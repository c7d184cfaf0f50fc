//! Strip module: the one-shot "fetch today's strip" path
//!
//! This module contains:
//! - Date resolution for the requested strip
//! - HTTP fetching and markup extraction for the strip page
//! - Copying the strip image into the object store

mod copier;
mod date;
mod extractor;
mod fetcher;
mod scraper;

pub use copier::StripCopier;
pub use date::{format_date, parse_date, resolve_date, resolve_date_on};
pub use extractor::{
    clean_title, default_extractors, DataAttributeExtractor, ExtractedStrip,
    ImageElementExtractor, StripExtractor,
};
pub use fetcher::{build_http_client, fetch, fetch_text};
pub use scraper::StripScraper;

use crate::config::Config;
use crate::storage::ObjectStore;
use crate::{DilbertError, Result};
use serde::{Deserialize, Serialize};
use std::sync::Arc;
use tracing::info;

/// A daily strip as scraped from the site
#[derive(Debug, Clone, PartialEq, Eq, Serialize, Deserialize)]
pub struct Comic {
    /// Strip date as `YYYY-MM-DD`
    pub date: String,

    /// Strip title; may be empty
    pub title: String,

    /// Absolute URL of the strip image
    pub image_url: String,

    /// Absolute URL of the strip page
    pub strip_url: String,
}

/// Result of a get-strip invocation
#[derive(Debug, Clone, PartialEq, Eq, Serialize)]
pub struct GetStripOutput {
    #[serde(flatten)]
    pub comic: Comic,

    pub upload_url: String,
}

/// Resolves the date, scrapes the strip page and copies the image to `store`
///
/// The date is validated before any network access; a scrape failure means
/// the copier is never reached.
pub async fn get_strip(
    config: &Config,
    store: Arc<dyn ObjectStore>,
    date: Option<&str>,
) -> Result<GetStripOutput> {
    let date = resolve_date(date)?;

    let client =
        build_http_client(&config.site).map_err(|e| DilbertError::http(&config.site.base_url, e))?;

    let scraper = StripScraper::new(client.clone(), &config.site.base_url);
    let comic = scraper.scrape(&date).await?;
    info!("Scraping done: {} {:?}", comic.date, comic.title);

    let copier = StripCopier::new(client, store, config.storage.strips_prefix());
    let upload_url = copier.copy(&comic).await?;

    Ok(GetStripOutput { comic, upload_url })
}

#[cfg(test)]
mod tests {
    use super::*;
    use crate::config::parse_config;
    use crate::storage::MemoryStore;
    use crate::ErrorKind;

    #[tokio::test]
    async fn test_invalid_date_fails_before_network() {
        // Unroutable base URL: any request would fail as upstream, not input
        let config = parse_config(
            "[site]\nbase-url = \"http://127.0.0.1:1\"\n[storage]\nbucket = \"dilbert-feed\"\n",
        )
        .unwrap();
        let store = Arc::new(MemoryStore::default());

        let err = get_strip(&config, store.clone(), Some("2018-1-1"))
            .await
            .unwrap_err();

        assert_eq!(err.kind(), ErrorKind::Input);
        assert!(store.keys().await.is_empty());
    }

    #[test]
    fn test_output_flattens_comic() {
        let output = GetStripOutput {
            comic: Comic {
                date: "2018-10-30".to_string(),
                title: "Intentionally Underbidding".to_string(),
                image_url: "https://assets.amuniversal.com/cda546d0a88c01365b26005056a9545d"
                    .to_string(),
                strip_url: "https://dilbert.com/strip/2018-10-30".to_string(),
            },
            upload_url: "https://dilbert-feed.s3.amazonaws.com/strips/2018-10-30.gif".to_string(),
        };

        let json = serde_json::to_value(&output).unwrap();
        assert_eq!(json["date"], "2018-10-30");
        assert_eq!(json["title"], "Intentionally Underbidding");
        assert_eq!(
            json["upload_url"],
            "https://dilbert-feed.s3.amazonaws.com/strips/2018-10-30.gif"
        );
        assert!(json.get("comic").is_none());
    }
}
//! S3 object store
//!
//! Backs [`ObjectStore`] with `aws-sdk-s3`. Works against AWS as well as
//! S3-compatible services when an endpoint URL is configured.

use crate::config::StorageConfig;
use crate::storage::traits::{Metadata, ObjectStore, StorageError, StorageResult};
use crate::storage::ObjectBody;
use async_trait::async_trait;
use aws_config::BehaviorVersion;
use aws_sdk_s3::config::Region;
use aws_sdk_s3::error::DisplayErrorContext;
use aws_sdk_s3::primitives::ByteStream;
use aws_sdk_s3::types::{CompletedMultipartUpload, CompletedPart};
use aws_sdk_s3::Client;
use bytes::{Bytes, BytesMut};
use futures::stream::{BoxStream, TryStreamExt};
use std::io;
use tracing::{debug, warn};

#[derive(Debug, Clone)]
pub struct S3Store {
    client: Client,
    bucket: String,
    public_url: String,
}

impl S3Store {
    pub fn new(client: Client, bucket: &str, public_url: &str) -> Self {
        Self {
            client,
            bucket: bucket.to_string(),
            public_url: public_url.trim_end_matches('/').to_string(),
        }
    }

    /// Builds a client from the SDK's default credential chain plus the
    /// region and endpoint overrides in `config`
    pub async fn from_config(config: &StorageConfig) -> Self {
        let mut loader = aws_config::defaults(BehaviorVersion::latest());
        if let Some(region) = &config.region {
            loader = loader.region(Region::new(region.clone()));
        }
        let shared = loader.load().await;

        let mut builder = aws_sdk_s3::config::Builder::from(&shared);
        if let Some(endpoint) = &config.endpoint_url {
            builder = builder.endpoint_url(endpoint).force_path_style(true);
        }

        Self::new(
            Client::from_conf(builder.build()),
            &config.bucket,
            &config.public_base_url(),
        )
    }

    pub fn bucket(&self) -> &str {
        &self.bucket
    }
}

/// Size at which a buffered chunk of an unsized stream is sent as one part
///
/// S3 requires every part but the last to be at least 5 MiB.
pub const MULTIPART_PART_SIZE: usize = 5 * 1024 * 1024;

impl S3Store {
    async fn put_object(
        &self,
        key: &str,
        body: ByteStream,
        content_length: u64,
        content_type: &str,
        metadata: Metadata,
    ) -> StorageResult<()> {
        self.client
            .put_object()
            .bucket(&self.bucket)
            .key(key)
            .content_type(content_type)
            .content_length(content_length as i64)
            .set_metadata(Some(metadata))
            .body(body)
            .send()
            .await
            .map_err(|e| put_error(key, e))?;
        Ok(())
    }

    /// Uploads a stream of unknown length as a multipart upload
    ///
    /// At most one part is held in memory at a time. A failed part aborts the
    /// upload so no partial object is left behind.
    async fn put_multipart(
        &self,
        key: &str,
        stream: BoxStream<'static, io::Result<Bytes>>,
        content_type: &str,
        metadata: Metadata,
    ) -> StorageResult<()> {
        let upload = self
            .client
            .create_multipart_upload()
            .bucket(&self.bucket)
            .key(key)
            .content_type(content_type)
            .set_metadata(Some(metadata))
            .send()
            .await
            .map_err(|e| put_error(key, e))?;

        let upload_id = upload
            .upload_id()
            .ok_or_else(|| StorageError::Put {
                key: key.to_string(),
                message: "no upload ID returned".to_string(),
            })?
            .to_string();

        debug!("Started multipart upload {} for {}", upload_id, key);

        let parts = match self.upload_parts(key, &upload_id, stream).await {
            Ok(parts) => parts,
            Err(e) => {
                self.abort_multipart(key, &upload_id).await;
                return Err(e);
            }
        };

        self.client
            .complete_multipart_upload()
            .bucket(&self.bucket)
            .key(key)
            .upload_id(&upload_id)
            .multipart_upload(
                CompletedMultipartUpload::builder()
                    .set_parts(Some(parts))
                    .build(),
            )
            .send()
            .await
            .map_err(|e| put_error(key, e))?;

        Ok(())
    }

    async fn upload_parts(
        &self,
        key: &str,
        upload_id: &str,
        mut stream: BoxStream<'static, io::Result<Bytes>>,
    ) -> StorageResult<Vec<CompletedPart>> {
        let mut parts = Vec::new();
        let mut buf = BytesMut::new();

        while let Some(chunk) = stream
            .try_next()
            .await
            .map_err(|source| StorageError::Body {
                key: key.to_string(),
                source,
            })?
        {
            buf.extend_from_slice(&chunk);
            if buf.len() >= MULTIPART_PART_SIZE {
                let part_number = parts.len() as i32 + 1;
                let part = self
                    .upload_part(key, upload_id, part_number, buf.split().freeze())
                    .await?;
                parts.push(part);
            }
        }

        // The last part may be short, and an empty body still needs one part
        if !buf.is_empty() || parts.is_empty() {
            let part_number = parts.len() as i32 + 1;
            let part = self
                .upload_part(key, upload_id, part_number, buf.freeze())
                .await?;
            parts.push(part);
        }

        Ok(parts)
    }

    async fn upload_part(
        &self,
        key: &str,
        upload_id: &str,
        part_number: i32,
        data: Bytes,
    ) -> StorageResult<CompletedPart> {
        debug!(
            "Uploading part {} of {} ({} bytes)",
            part_number,
            key,
            data.len()
        );

        let output = self
            .client
            .upload_part()
            .bucket(&self.bucket)
            .key(key)
            .upload_id(upload_id)
            .part_number(part_number)
            .content_length(data.len() as i64)
            .body(ByteStream::from(data))
            .send()
            .await
            .map_err(|e| put_error(key, e))?;

        Ok(CompletedPart::builder()
            .part_number(part_number)
            .set_e_tag(output.e_tag().map(str::to_string))
            .build())
    }

    async fn abort_multipart(&self, key: &str, upload_id: &str) {
        let result = self
            .client
            .abort_multipart_upload()
            .bucket(&self.bucket)
            .key(key)
            .upload_id(upload_id)
            .send()
            .await;

        if let Err(e) = result {
            warn!(
                "Failed to abort multipart upload {} for {}: {}",
                upload_id,
                key,
                DisplayErrorContext(&e)
            );
        }
    }
}

fn put_error(key: &str, err: impl std::error::Error) -> StorageError {
    StorageError::Put {
        key: key.to_string(),
        message: DisplayErrorContext(&err).to_string(),
    }
}

#[async_trait]
impl ObjectStore for S3Store {
    async fn put(
        &self,
        key: &str,
        body: ObjectBody,
        content_type: &str,
        metadata: Metadata,
    ) -> StorageResult<String> {
        match body {
            ObjectBody::Bytes(bytes) => {
                let length = bytes.len() as u64;
                self.put_object(key, ByteStream::from(bytes), length, content_type, metadata)
                    .await?;
            }
            ObjectBody::Stream {
                stream,
                content_length: Some(length),
            } => {
                let body = ByteStream::from_body_1_x(reqwest::Body::wrap_stream(stream));
                self.put_object(key, body, length, content_type, metadata)
                    .await?;
            }
            // Chunked or decompressed responses carry no length
            ObjectBody::Stream {
                stream,
                content_length: None,
            } => {
                self.put_multipart(key, stream, content_type, metadata)
                    .await?;
            }
        }

        Ok(self.location(key))
    }

    async fn head_metadata(&self, key: &str) -> StorageResult<Metadata> {
        let output = self
            .client
            .head_object()
            .bucket(&self.bucket)
            .key(key)
            .send()
            .await
            .map_err(|e| {
                if e.as_service_error().is_some_and(|se| se.is_not_found()) {
                    StorageError::NotFound(key.to_string())
                } else {
                    StorageError::Head {
                        key: key.to_string(),
                        message: DisplayErrorContext(&e).to_string(),
                    }
                }
            })?;

        Ok(output.metadata().cloned().unwrap_or_default())
    }

    fn location(&self, key: &str) -> String {
        format!("{}/{}", self.public_url, key)
    }
}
□ □ □ □ □
▶ [REQUIREMENT]: Among the lines of the material, find those holding the word "Absolute" and return them.

▶ [EXERCISE OUTPUT]:
    /// Absolute URL of the strip image
    /// Absolute URL of the strip page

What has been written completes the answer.